A. Proximity plot of the RF model discriminating non-sever from severe COVID-19 patients. The ellipse shows confidence intervals B. ROC analyses showing the prediction ability of the model. AUC: Area under the curve. C. Top 15 metabolites that are important predictors for severe COVID-19 patients as revealed by RF model. The metabolites are color-grouped by their class and are ranked descending by their mean decrease in accuracy (the higher the mean decrease in accuracy the more important the metabolite). D. Volcano plot showing the results of the univariate analyses. The figure depicts the relationship between log2FC value of each metabolite (x-axis) against its -log10FDR (y-axis). Red and blue dots refer to metabolites that are significantly up and down regulated, respectively. Non-significant DE metabolites are shown as grey dots (-log10 adj. p value <1.3). The metabolite class is shape coded. The dashed horizontal line refers to the value of 1.3, the -log10 for a 0.05 FDR. The vertical dashed lines refer to the cutoff that equates a log2fold change value of |1.5|.

Fig 4. Machine learning models and univariate analyses discriminating severe and critical COVID-19 patients.

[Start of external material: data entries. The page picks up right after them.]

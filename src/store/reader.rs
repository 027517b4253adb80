use std::path::Path;

use calamine::{open_workbook, Data, Range, Reader, Xlsx};

use crate::error::StorageError;
use crate::models::{CellValue, Table, TableCollection};

/// Read every sheet of the workbook. The first row of a sheet is its header;
/// everything below is data.
pub(super) fn read_workbook(path: &Path) -> Result<TableCollection, StorageError> {
    if !path.exists() {
        return Err(StorageError::Missing(path.to_path_buf()));
    }

    let mut workbook: Xlsx<_> = open_workbook(path).map_err(|source| StorageError::Open {
        path: path.to_path_buf(),
        source,
    })?;

    let mut tables = TableCollection::new();
    for name in workbook.sheet_names() {
        let range = workbook
            .worksheet_range(&name)
            .map_err(|source| StorageError::Sheet {
                sheet: name.clone(),
                source,
            })?;
        tables.insert(table_from_range(&name, &range));
    }
    Ok(tables)
}

fn table_from_range(name: &str, range: &Range<Data>) -> Table {
    let mut rows = range.rows();
    let Some(header) = rows.next() else {
        return Table::new(name, Vec::new());
    };

    // Blank header cells get the same placeholder name spreadsheet tools use.
    let columns = header
        .iter()
        .enumerate()
        .map(|(idx, cell)| match cell_value(cell) {
            CellValue::Empty => format!("Unnamed: {idx}"),
            value => value.to_string(),
        })
        .collect();

    let mut table = Table::new(name, columns);
    for row in rows {
        table.push_row(row.iter().map(cell_value).collect());
    }
    table
}

fn cell_value(cell: &Data) -> CellValue {
    match cell {
        Data::Empty => CellValue::Empty,
        Data::String(text) => CellValue::text(text.as_str()),
        Data::Float(number) => CellValue::Number(*number),
        Data::Int(number) => CellValue::Number(*number as f64),
        Data::Bool(flag) => CellValue::Bool(*flag),
        Data::DateTime(moment) => {
            if moment.is_duration() {
                CellValue::Number(moment.as_f64())
            } else {
                moment
                    .as_datetime()
                    .map(CellValue::Date)
                    .unwrap_or(CellValue::Number(moment.as_f64()))
            }
        }
        Data::DateTimeIso(text) | Data::DurationIso(text) => CellValue::text(text.as_str()),
        Data::Error(err) => CellValue::text(err.to_string()),
    }
}
//! Binary entry point: read the configuration, route logs to a file (the
//! terminal belongs to the TUI), load the workbook once, and run the event
//! loop until the user quits.
use std::fs::{self, OpenOptions};
use std::sync::Mutex;

use anyhow::Context;
use jazzclub_booking::{run_app, App, AppConfig, Store};
use tracing::info;
use tracing_subscriber::EnvFilter;

fn main() -> anyhow::Result<()> {
    let config = AppConfig::from_env().context("invalid configuration")?;
    init_logging(&config)?;
    info!(
        workbook = %config.workbook_path.display(),
        weekday_locale = ?config.weekday_locale,
        "jazzclub-booking starting"
    );

    let mut store = Store::new(&config.workbook_path);
    let tables = store.load_all().context("failed to load booking workbook")?;

    let mut app = App::new(store, tables, config.weekday_locale);
    run_app(&mut app)
}

fn init_logging(config: &AppConfig) -> anyhow::Result<()> {
    if let Some(parent) = config.log_path.parent() {
        fs::create_dir_all(parent).context("failed to create log directory")?;
    }
    let file = OpenOptions::new()
        .create(true)
        .append(true)
        .open(&config.log_path)
        .with_context(|| format!("failed to open log file {}", config.log_path.display()))?;

    let filter = EnvFilter::try_from_default_env().unwrap_or_else(|_| EnvFilter::new("info"));
    tracing_subscriber::fmt()
        .with_env_filter(filter)
        .with_writer(Mutex::new(file))
        .with_ansi(false)
        .with_target(true)
        .init();
    Ok(())
}
use rust_decimal::Decimal;

use crate::currency::{amount_cell, parse_amount};
use crate::error::ParseError;
use crate::models::{CellValue, Table};

/// Sheet holding contracts and fees.
pub const SHEET: &str = "Verträge & Gagen";

pub const COL_TICKET_REVENUE: &str = "Einnahmen aus Tickets";
pub const COL_COST: &str = "Kosten (Hotel, Technik)";
pub const COL_FEE: &str = "Gage";
/// Derived column, recomputed on every view and never authoritative on disk.
pub const COL_PROFIT_LOSS: &str = "Gewinn/Verlust";

/// Sums over a table returned by [`with_profit_loss`].
#[derive(Debug, Clone, Copy, PartialEq, Eq, Default)]
pub struct FinanceTotals {
    pub ticket_revenue: Decimal,
    pub cost: Decimal,
    pub fee: Decimal,
    pub profit_loss: Decimal,
}

/// Convert the three currency columns to numbers and attach
/// `Gewinn/Verlust = Einnahmen - Gage - Kosten` to every row.
///
/// Cells that are already numeric are kept, so the result can be fed back in.
/// A row with an empty amount gets an empty profit/loss cell.
pub fn with_profit_loss(table: &Table) -> Result<Table, ParseError> {
    let mut derived = table.clone();
    let revenue_idx = required_column(table, COL_TICKET_REVENUE)?;
    let cost_idx = required_column(table, COL_COST)?;
    let fee_idx = required_column(table, COL_FEE)?;
    let profit_idx = derived.ensure_column(COL_PROFIT_LOSS);

    for (row_idx, row) in table.rows().iter().enumerate() {
        let revenue = amount_at(row, row_idx, revenue_idx, COL_TICKET_REVENUE)?;
        let cost = amount_at(row, row_idx, cost_idx, COL_COST)?;
        let fee = amount_at(row, row_idx, fee_idx, COL_FEE)?;

        derived.set_cell(row_idx, revenue_idx, revenue.map_or(CellValue::Empty, amount_cell));
        derived.set_cell(row_idx, cost_idx, cost.map_or(CellValue::Empty, amount_cell));
        derived.set_cell(row_idx, fee_idx, fee.map_or(CellValue::Empty, amount_cell));

        let profit = match (revenue, cost, fee) {
            (Some(revenue), Some(cost), Some(fee)) => amount_cell(revenue - fee - cost),
            _ => CellValue::Empty,
        };
        derived.set_cell(row_idx, profit_idx, profit);
    }

    Ok(derived)
}

/// Add up the numeric columns of a derived finance table. Empty cells count
/// as zero.
pub fn totals(table: &Table) -> Result<FinanceTotals, ParseError> {
    let revenue_idx = required_column(table, COL_TICKET_REVENUE)?;
    let cost_idx = required_column(table, COL_COST)?;
    let fee_idx = required_column(table, COL_FEE)?;
    let profit_idx = required_column(table, COL_PROFIT_LOSS)?;

    let mut totals = FinanceTotals::default();
    for (row_idx, row) in table.rows().iter().enumerate() {
        let amount = |idx, column| {
            amount_at(row, row_idx, idx, column).map(Option::unwrap_or_default)
        };
        totals.ticket_revenue += amount(revenue_idx, COL_TICKET_REVENUE)?;
        totals.cost += amount(cost_idx, COL_COST)?;
        totals.fee += amount(fee_idx, COL_FEE)?;
        totals.profit_loss += amount(profit_idx, COL_PROFIT_LOSS)?;
    }
    Ok(totals)
}

fn required_column(table: &Table, column: &str) -> Result<usize, ParseError> {
    table
        .column_index(column)
        .ok_or_else(|| ParseError::MissingColumn {
            table: table.name().to_string(),
            column: column.to_string(),
        })
}

fn amount_at(
    row: &[CellValue],
    row_idx: usize,
    idx: usize,
    column: &str,
) -> Result<Option<Decimal>, ParseError> {
    let cell = row.get(idx).unwrap_or(&CellValue::Empty);
    parse_amount(cell).map_err(|_| ParseError::Currency {
        row: row_idx,
        column: column.to_string(),
        value: cell.to_string(),
    })
}

#[cfg(test)]
mod tests {
    use super::*;

    fn finances(rows: &[[&str; 3]]) -> Table {
        let mut table = Table::new(
            SHEET,
            vec![
                "Band".to_string(),
                COL_TICKET_REVENUE.to_string(),
                COL_COST.to_string(),
                COL_FEE.to_string(),
            ],
        );
        for [revenue, cost, fee] in rows {
            table.push_row(vec![
                CellValue::text("Quartett"),
                CellValue::text(*revenue),
                CellValue::text(*cost),
                CellValue::text(*fee),
            ]);
        }
        table
    }

    #[test]
    fn profit_is_revenue_minus_fee_minus_cost() {
        let table = finances(&[["100 €", "20 €", "30 €"]]);
        let derived = with_profit_loss(&table).unwrap();

        assert_eq!(derived.columns().last().map(String::as_str), Some(COL_PROFIT_LOSS));
        assert_eq!(derived.cell(0, COL_PROFIT_LOSS), Some(&CellValue::Number(50.0)));
        assert_eq!(derived.cell(0, COL_TICKET_REVENUE), Some(&CellValue::Number(100.0)));
        assert_eq!(derived.cell(0, "Band"), Some(&CellValue::text("Quartett")));
    }

    #[test]
    fn source_table_stays_untouched() {
        let table = finances(&[["100 €", "20 €", "30 €"]]);
        let before = table.clone();
        with_profit_loss(&table).unwrap();
        assert_eq!(table, before);
    }

    #[test]
    fn reapplying_on_numeric_columns_is_stable() {
        let table = finances(&[["100 €", "20 €", "30 €"], ["80 €", "12.5 €", "90 €"]]);
        let once = with_profit_loss(&table).unwrap();
        let twice = with_profit_loss(&once).unwrap();

        assert_eq!(once, twice);
        assert_eq!(twice.cell(1, COL_PROFIT_LOSS), Some(&CellValue::Number(-22.5)));
    }

    #[test]
    fn non_numeric_amount_names_row_and_column() {
        let table = finances(&[["100 €", "20 €", "30 €"], ["100 €", "20 €", "abc €"]]);
        let err = with_profit_loss(&table).unwrap_err();

        assert_eq!(
            err,
            ParseError::Currency {
                row: 1,
                column: COL_FEE.to_string(),
                value: "abc €".to_string(),
            }
        );
    }

    #[test]
    fn missing_column_is_reported() {
        let table = Table::new(SHEET, vec![COL_TICKET_REVENUE.to_string()]);
        assert!(matches!(
            with_profit_loss(&table),
            Err(ParseError::MissingColumn { column, .. }) if column == COL_COST
        ));
    }

    #[test]
    fn empty_amount_leaves_profit_empty() {
        let table = finances(&[["100 €", "", "30 €"]]);
        let derived = with_profit_loss(&table).unwrap();
        assert_eq!(derived.cell(0, COL_PROFIT_LOSS), Some(&CellValue::Empty));
    }

    #[test]
    fn totals_sum_every_row() {
        let table = finances(&[["100 €", "20 €", "30 €"], ["80 €", "10 €", "90 €"]]);
        let totals = totals(&with_profit_loss(&table).unwrap()).unwrap();

        assert_eq!(totals.ticket_revenue, Decimal::from(180));
        assert_eq!(totals.cost, Decimal::from(30));
        assert_eq!(totals.fee, Decimal::from(120));
        assert_eq!(totals.profit_loss, Decimal::from(30));
    }
}
//! Drift-corrected 1 ms poll.
//!
//! After each fire the next deadline is `start + floor(elapsed / interval + 1) * interval`,
//! an absolute grid point, so lateness on one beat never shifts the next.

use std::time::Duration;

use super::BeatSource;

pub const POLL_INTERVAL: Duration = Duration::from_millis(1);

#[derive(Debug, Clone)]
pub struct SynthesizedSource {
    interval_ms: f64,
    start_ms: f64,
    next_tick_ms: f64,
}

impl SynthesizedSource {
    pub fn new(bpm: f64, start_ms: f64) -> Self {
        Self {
            interval_ms: crate::util::beat_interval_ms(bpm),
            start_ms,
            next_tick_ms: start_ms,
        }
    }

    pub fn next_tick_ms(&self) -> f64 {
        self.next_tick_ms
    }
}

impl BeatSource for SynthesizedSource {
    fn poll(&mut self, now_ms: f64, due: &mut Vec<f64>) {
        if now_ms < self.next_tick_ms {
            return;
        }
        due.push(self.next_tick_ms);
        let elapsed = now_ms - self.start_ms;
        self.next_tick_ms =
            self.start_ms + (elapsed / self.interval_ms + 1.0).floor() * self.interval_ms;
    }

    fn poll_interval(&self) -> Duration {
        POLL_INTERVAL
    }

    fn restart(&mut self, now_ms: f64) {
        self.start_ms = now_ms;
        self.next_tick_ms = now_ms;
    }
}

#[cfg(test)]
mod tests {
    use super::*;

    #[test]
    fn deadlines_stay_on_the_grid() {
        let mut s = SynthesizedSource::new(120.0, 0.0);
        let mut due = Vec::new();
        s.poll(0.0, &mut due);
        // Fired 7 ms late; the next deadline is still 1000, not 1007.
        s.poll(507.0, &mut due);
        assert_eq!(s.next_tick_ms(), 1000.0);
        s.poll(999.0, &mut due);
        s.poll(1000.5, &mut due);
        assert_eq!(due, vec![0.0, 500.0, 1000.0]);
    }

    #[test]
    fn missed_beats_are_skipped_not_bunched() {
        let mut s = SynthesizedSource::new(120.0, 0.0);
        let mut due = Vec::new();
        s.poll(0.0, &mut due);
        s.poll(1720.0, &mut due);
        assert_eq!(due, vec![0.0, 500.0]);
        assert_eq!(s.next_tick_ms(), 2000.0);
    }
}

A. Proximity plot of the RF model discriminating sever from critical COVID-19 patients. The ellipse shows confidence intervals B. ROC analyses showing the prediction ability of the model. AUC: Area under the curve. C. Top 15 metabolites that are important predictors for critical COVID-19 patients as revealed by RF model. The metabolites are color-grouped by their class and are ranked descending by their mean decrease in accuracy (the higher the mean decrease in accuracy the more important the metabolite). D. Volcano plot showing the results of the univariate analyses. The figure depicts the relationship between log2FC value of each metabolite (x-axis) against its -log10FDR (y-axis). Red and blue dots refer to metabolites that are significant up and down regulated, respectively. Non-significant DE metabolites are shown as grey dots (-log10 adj. p value <1.3). The metabolite class are shape-coded. The dashed horizontal line refers to the value of 1.3, the -log10 for a 0.05 FDR. The vertical dashed lines refer to the cutoff that equates a log2fold change value of |1.5|.

Fig 5. Random forest classification model predicting the classification of different COVID-19 outcomes.

A. Proximity plot of the RF model discriminating survived from dead COVID-19 patients. The ellipse shows confidence intervals and each dot refers to one patient. B. ROC analyses showing the prediction ability of the RF model. AUC: Area under the curve.

Fig 6. Differences in levels of key metabolites in patients with only critical COVID-19 infection and those with the infection with critical COVID-19 superimposed with other comorbidities.

DM: Diabetes, HT: Hypertension.

Fig 7. Support vector machine models built using important metabolites in panel 3 (those that best discriminate severe from critical covid-19 cases) together with normalized counts of 17 blood indices.

A. Various predictive accuracies as determined by support vector machine models using feature combination (from 2–20). B. ROC curves showing the predictive ability of different support vector machine models of feature combination. Var. refers to different combination. AUC: Area under the curve. CI: Confidence intervals.